Dynamic T1-weighted monitoring of vascularization in human carcinoma heterotransplants by magnetic resonance imaging.

Studies on tumor angiogenesis and antiangiogenic therapies are commonly performed with tumor heterotransplants in nude mice. To monitor therapeutic effects, improved noninvasive analyses of functional data are required, in addition to the assessment of tumor volume and histology. Here, we report on sequential monitoring of vascularization of human squamous cell carcinomas growing as heterotransplants in nude mice using MRI. Using a custom-developed animal coil in a conventional whole-body 1.5 T MRI scanner, dynamic T1w sequences were recorded after i.v. injection of Gd-DTPA in tumors grown for 17, 21, 25, 29 and 33 days. Amplitude and the exchange rate constant (k(ep)) were calculated according to a 2-compartment model, discriminating intravascular and interstitial spaces, and correlated with tumor size and histology. High-resolution imaging of small heterotransplants from 100 to 1,000 mm(3) was achieved, clearly discriminating vital and necrotic areas. Preceding the development of necroses, which were hyperintense in T2w images and confirmed with histology, a local decrease of amplitude and k(ep) values was observed. Significantly higher amplitudes were found in tumor periphery than in central parts, correlating well with the vascular pattern obtained by immunocytochemistry.

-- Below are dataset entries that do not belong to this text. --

use chrono::{Days, NaiveDate, NaiveDateTime};
use timeline_rs::api::{DerivedUpdateGuard, ShiftDirection, SlidingWindowManager};
use timeline_rs::core::{
    CoordinateMapper, ScaleConfig, ScrollPort, ScrollState, TimelineWindow,
};

fn date(y: i32, m: u32, d: u32) -> NaiveDate {
    NaiveDate::from_ymd_opt(y, m, d).expect("valid date")
}

fn at(date: NaiveDate, h: u32, m: u32, s: u32) -> NaiveDateTime {
    date.and_hms_opt(h, m, s).expect("valid time")
}

fn setup(days_before: u32, days_after: u32) -> (SlidingWindowManager, ScrollState) {
    setup_with(days_before, days_after, 720.0, 0.0)
}

fn setup_with(
    days_before: u32,
    days_after: u32,
    viewport_height: f64,
    sticky_offset: f64,
) -> (SlidingWindowManager, ScrollState) {
    let window = TimelineWindow::centered_on(date(2026, 10, 16), days_before, days_after);
    let mapper = CoordinateMapper::new(ScaleConfig::default(), window.total_days());
    let scroll = ScrollState::new(mapper.content_height(), viewport_height);
    (
        SlidingWindowManager::new(window, mapper, sticky_offset, 17.0),
        scroll,
    )
}

#[test]
fn reaching_first_day_shifts_back_by_one_block() {
    let (mut manager, mut scroll) = setup(1, 1);
    let guard = DerivedUpdateGuard::new();
    scroll.set_value(0.0);

    let shift = manager
        .on_scroll_changed(&mut scroll, &guard)
        .expect("first day triggers a shift");

    assert_eq!(shift.direction, ShiftDirection::Back);
    assert_eq!(shift.anchor_start_date, date(2026, 10, 14));
    assert_eq!(shift.scroll_before, 0.0);
    assert_eq!(shift.scroll_after, 744.0);
    assert_eq!(scroll.value(), 744.0);
    // the day under the tracking point is still October 15th
    assert_eq!(manager.current_date(scroll.value()), date(2026, 10, 15));
    assert!(!guard.is_suppressed());
}

#[test]
fn reaching_last_day_shifts_forward_by_one_block() {
    let (mut manager, mut scroll) = setup(1, 1);
    let guard = DerivedUpdateGuard::new();
    scroll.set_value(1520.0);
    let before = manager.current_date(scroll.value());

    let shift = manager
        .on_scroll_changed(&mut scroll, &guard)
        .expect("last day triggers a shift");

    assert_eq!(shift.direction, ShiftDirection::Forward);
    assert_eq!(shift.anchor_start_date, date(2026, 10, 16));
    assert_eq!(shift.scroll_delta(), -744.0);
    assert_eq!(manager.current_date(scroll.value()), before);
}

#[test]
fn middle_day_does_not_shift() {
    let (mut manager, mut scroll) = setup(1, 1);
    let guard = DerivedUpdateGuard::new();
    scroll.set_value(1000.0);

    assert_eq!(manager.on_scroll_changed(&mut scroll, &guard), None);
    assert_eq!(scroll.value(), 1000.0);
    assert_eq!(manager.window().anchor_start_date(), date(2026, 10, 15));
}

#[test]
fn suppressed_evaluation_is_skipped() {
    let (mut manager, mut scroll) = setup(1, 1);
    let guard = DerivedUpdateGuard::new();
    scroll.set_value(0.0);

    let token = guard.suppress();
    assert_eq!(manager.on_scroll_changed(&mut scroll, &guard), None);
    drop(token);
    assert!(manager.on_scroll_changed(&mut scroll, &guard).is_some());
}

#[test]
fn two_day_window_never_shifts() {
    let (mut manager, mut scroll) = setup(0, 1);
    let guard = DerivedUpdateGuard::new();

    scroll.set_value(0.0);
    assert_eq!(manager.on_scroll_changed(&mut scroll, &guard), None);
    scroll.set_value(scroll.maximum());
    assert_eq!(manager.on_scroll_changed(&mut scroll, &guard), None);
    assert_eq!(manager.window().anchor_start_date(), date(2026, 10, 16));
}

#[test]
fn tall_viewport_skips_shift_it_cannot_compensate() {
    // 2240 px of content in a 1600 px viewport leaves a 640 px range
    let (mut manager, mut scroll) = setup_with(1, 1, 1600.0, 0.0);
    let guard = DerivedUpdateGuard::new();

    for value in [640.0, 600.0, 0.0] {
        scroll.set_value(value);
        assert_eq!(manager.current_day_offset(scroll.value()), 0);
        assert_eq!(manager.on_scroll_changed(&mut scroll, &guard), None);
        assert_eq!(scroll.value(), value);
        assert_eq!(manager.window().anchor_start_date(), date(2026, 10, 15));
    }
    assert!(!guard.is_suppressed());
}

#[test]
fn shift_needs_room_for_the_whole_block() {
    // range 1440: from 700 a back shift would need 1444
    let (mut manager, mut scroll) = setup_with(1, 1, 800.0, 0.0);
    let guard = DerivedUpdateGuard::new();

    scroll.set_value(700.0);
    assert_eq!(manager.on_scroll_changed(&mut scroll, &guard), None);
    assert_eq!(scroll.value(), 700.0);

    scroll.set_value(696.0);
    let shift = manager
        .on_scroll_changed(&mut scroll, &guard)
        .expect("696 + 744 fits the range");
    assert_eq!(shift.scroll_after, 1440.0);
    assert_eq!(shift.scroll_delta(), 744.0);
}

#[test]
fn sticky_offset_moves_the_tracking_point_below_the_pinned_header() {
    let guard = DerivedUpdateGuard::new();

    // tracking point 721 is still inside day 0
    let (mut flush, mut scroll) = setup_with(1, 1, 720.0, 0.0);
    scroll.set_value(720.0);
    assert_eq!(flush.current_date(scroll.value()), date(2026, 10, 15));
    assert!(flush.on_scroll_changed(&mut scroll, &guard).is_some());

    // tracking point 751 already sits in day 1
    let (mut offset, mut scroll) = setup_with(1, 1, 720.0, 30.0);
    scroll.set_value(720.0);
    assert_eq!(offset.tracking_y(scroll.value()), 751.0);
    assert_eq!(offset.current_date(scroll.value()), date(2026, 10, 16));
    assert_eq!(offset.on_scroll_changed(&mut scroll, &guard), None);

    scroll.set_value(700.0);
    let shift = offset
        .on_scroll_changed(&mut scroll, &guard)
        .expect("tracking point 731 is in day 0");
    assert_eq!(shift.direction, ShiftDirection::Back);
    assert_eq!(shift.scroll_after, 1444.0);
}

#[test]
fn sticky_offset_triggers_forward_shift_earlier() {
    let guard = DerivedUpdateGuard::new();

    // day 2 starts at content y 1488
    let (mut flush, mut scroll) = setup_with(1, 1, 720.0, 0.0);
    scroll.set_value(1460.0);
    assert_eq!(flush.on_scroll_changed(&mut scroll, &guard), None);

    let (mut offset, mut scroll) = setup_with(1, 1, 720.0, 30.0);
    scroll.set_value(1460.0);
    let before = offset.current_date(scroll.value());
    assert_eq!(before, date(2026, 10, 17));

    let shift = offset
        .on_scroll_changed(&mut scroll, &guard)
        .expect("tracking point 1491 is in the last day");
    assert_eq!(shift.direction, ShiftDirection::Forward);
    assert_eq!(shift.scroll_after, 716.0);
    assert_eq!(offset.current_date(scroll.value()), before);
}

#[test]
fn jump_to_now_places_current_minute_under_header() {
    let (mut manager, mut scroll) = setup(1, 1);
    let guard = DerivedUpdateGuard::new();

    let jump = manager.jump_to_now(&mut scroll, &guard, at(date(2026, 10, 16), 14, 30, 59));

    assert!(!jump.anchor_reset);
    // y(1440 + 870) = 1203, minus bar (24) and clearance (17)
    assert_eq!(jump.scroll_value, 1162.0);
    assert_eq!(scroll.value(), 1162.0);
    assert!(!guard.is_suppressed());
}

#[test]
fn jump_to_now_recenters_when_today_left_the_window() {
    let (mut manager, mut scroll) = setup(1, 1);
    let guard = DerivedUpdateGuard::new();
    let later = date(2026, 10, 16)
        .checked_add_days(Days::new(5))
        .expect("valid date");

    let jump = manager.jump_to_now(&mut scroll, &guard, at(later, 0, 5, 0));

    assert!(jump.anchor_reset);
    assert_eq!(jump.anchor_start_date, date(2026, 10, 20));
    // y(1440 + 5) = 722.5 + 48, minus 41, truncated to a whole pixel
    assert_eq!(jump.scroll_value, 729.0);
}

#[test]
fn early_morning_jump_clamps_to_top() {
    let (mut manager, mut scroll) = setup(0, 2);
    let guard = DerivedUpdateGuard::new();

    let jump = manager.jump_to_now(&mut scroll, &guard, at(date(2026, 10, 16), 0, 10, 0));
    assert_eq!(jump.scroll_value, 0.0);
}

Tumor size correlated negatively with amplitude, probably as a result of increasing necrotic areas, whereas the reason for the observed increase of k(ep) value with tumor size remains unclear. These data demonstrate that dynamic MRI is an excellent method for noninvasive assessment of tumor vascularization in small animals using a clinical whole-body scanner with little technical modifications. This technique provides functional data characterizing essential features of tumor biology and is thus appropriate for monitoring antiangiogenic therapies.